WORK ORDER:
Return each line of the entries that mentions the word "impl".

Collected data:
....................

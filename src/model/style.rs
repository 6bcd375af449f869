//! Link style applied to hyperlinked cells.

use serde::{Deserialize, Serialize};

/// An ARGB color as written to `styles.xml` (e.g. `FF0563C1`).
#[derive(Debug, Clone, PartialEq, Eq, Hash, Serialize, Deserialize)]
pub struct Color(String);

impl Color {
    /// Build a color from `RRGGBB` or `AARRGGBB` hex, with or without `#`.
    /// Six-digit colors get an opaque alpha channel.
    pub fn new(hex: &str) -> Self {
        let hex = hex.trim_start_matches('#');
        if hex.len() == 6 {
            Color(format!("FF{}", hex.to_uppercase()))
        } else {
            Color(hex.to_uppercase())
        }
    }

    pub fn as_argb(&self) -> &str {
        &self.0
    }
}

/// Underline kind for the link font.
#[derive(Debug, Clone, Copy, Default, PartialEq, Eq, Hash, Serialize, Deserialize)]
#[serde(rename_all = "camelCase")]
pub enum Underline {
    None,
    #[default]
    Single,
    Double,
}

impl Underline {
    /// Value of the `<u val="..."/>` attribute, `None` when no `<u>` is written.
    pub(crate) fn as_xml_val(self) -> Option<&'static str> {
        match self {
            Underline::None => None,
            Underline::Single => Some("single"),
            Underline::Double => Some("double"),
        }
    }
}

/// The font given to a cell once it carries a hyperlink.
#[derive(Debug, Clone, PartialEq, Eq, Hash, Serialize, Deserialize)]
pub struct LinkStyle {
    pub color: Color,
    pub underline: Underline,
    pub font_name: String,
    /// Font size in points.
    pub font_size: u32,
}

impl Default for LinkStyle {
    fn default() -> Self {
        Self {
            color: Color::new("0563C1"),
            underline: Underline::Single,
            font_name: "Calibri".to_string(),
            font_size: 11,
        }
    }
}

impl LinkStyle {
    /// The `<font>` element for `styles.xml`.
    pub(crate) fn to_font_xml(&self) -> String {
        let mut xml = String::from("<font>");
        if let Some(val) = self.underline.as_xml_val() {
            xml.push_str(&format!("<u val=\"{val}\"/>"));
        }
        xml.push_str(&format!("<sz val=\"{}\"/>", self.font_size));
        xml.push_str(&format!("<color rgb=\"{}\"/>", self.color.as_argb()));
        xml.push_str(&format!(
            "<name val=\"{}\"/>",
            crate::package::xml_escape(&self.font_name)
        ));
        xml.push_str("<family val=\"2\"/>");
        xml.push_str("</font>");
        xml
    }
}
//! # hyperlink-maker
//!
//! Turn spreadsheet columns into clickable hyperlinks.
//!
//! Every non-empty cell of the selected columns, from row 2 down to the last
//! used row, gets a hyperlink derived from its own text and a link font
//! (blue, single underline by default). The displayed values stay as they
//! were. Workbooks are read from `.xlsx` or legacy `.xls` files and always
//! saved as `.xlsx`.
//!
//! ## Quick Start
//!
//! ```no_run
//! use hyperlink_maker::{apply_hyperlinks, list_columns, ColumnId, Workbook};
//!
//! let mut workbook = Workbook::open("links.xlsx")?;
//! let sheet = workbook.sheet_names()[0].to_string();
//!
//! for column in list_columns(workbook.sheet(&sheet).unwrap()) {
//!     println!("{column}");
//! }
//!
//! let columns: Vec<ColumnId> = vec!["A".parse()?, "C".parse()?];
//! apply_hyperlinks(&mut workbook, &sheet, &columns, &mut |row: u32, total: u32| {
//!     println!("Processing row {row} of {total}...");
//! })?;
//! workbook.save("links.xlsx")?;
//! # Ok::<(), hyperlink_maker::Error>(())
//! ```
//!
//! ## Features
//!
//! - `xls` (default): legacy Excel 97-2003 input through calamine

pub mod detect;
pub mod error;
pub mod hyperlink;
pub mod model;
pub mod options;
pub mod package;
pub mod xlsx;

#[cfg(feature = "xls")]
mod xls;

// Re-exports
pub use detect::{detect_format_from_bytes, detect_format_from_path, FormatType};
pub use error::{Error, Result};
pub use hyperlink::{
    hyperlink_target, persist, AppliedCount, HyperlinkAssigner, NoProgress, ProgressObserver,
};
pub use model::{
    Cell, CellRef, CellValue, Color, ColumnHeader, ColumnId, Hyperlink, HyperlinkTarget,
    LinkStyle, Sheet, Underline, Workbook,
};
pub use options::AssignOptions;
pub use package::{OoxmlPackage, Relationship, Relationships};

/// Sheet names of `workbook` in workbook order.
///
/// # Example
///
/// ```no_run
/// use hyperlink_maker::{list_sheets, Workbook};
///
/// let workbook = Workbook::open("links.xlsx")?;
/// for name in list_sheets(&workbook) {
///     println!("{name}");
/// }
/// # Ok::<(), hyperlink_maker::Error>(())
/// ```
pub fn list_sheets(workbook: &Workbook) -> Vec<&str> {
    workbook.sheet_names()
}

/// Headered columns of `sheet`: every non-empty cell of row 1, in column order.
pub fn list_columns(sheet: &Sheet) -> Vec<ColumnHeader> {
    sheet.columns()
}

/// Link the selected columns of the sheet named `sheet_name` with the
/// default link style.
///
/// Returns [`Error::SheetNotFound`] when the workbook has no such sheet.
pub fn apply_hyperlinks<P>(
    workbook: &mut Workbook,
    sheet_name: &str,
    columns: &[ColumnId],
    progress: &mut P,
) -> Result<AppliedCount>
where
    P: ProgressObserver + ?Sized,
{
    let sheet = workbook
        .sheet_mut(sheet_name)
        .ok_or_else(|| Error::SheetNotFound(sheet_name.to_string()))?;
    Ok(HyperlinkAssigner::default().apply(sheet, columns, progress))
}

....................

YOUR RESPONSE:
impl Color {
impl Underline {
impl Default for LinkStyle {
impl LinkStyle {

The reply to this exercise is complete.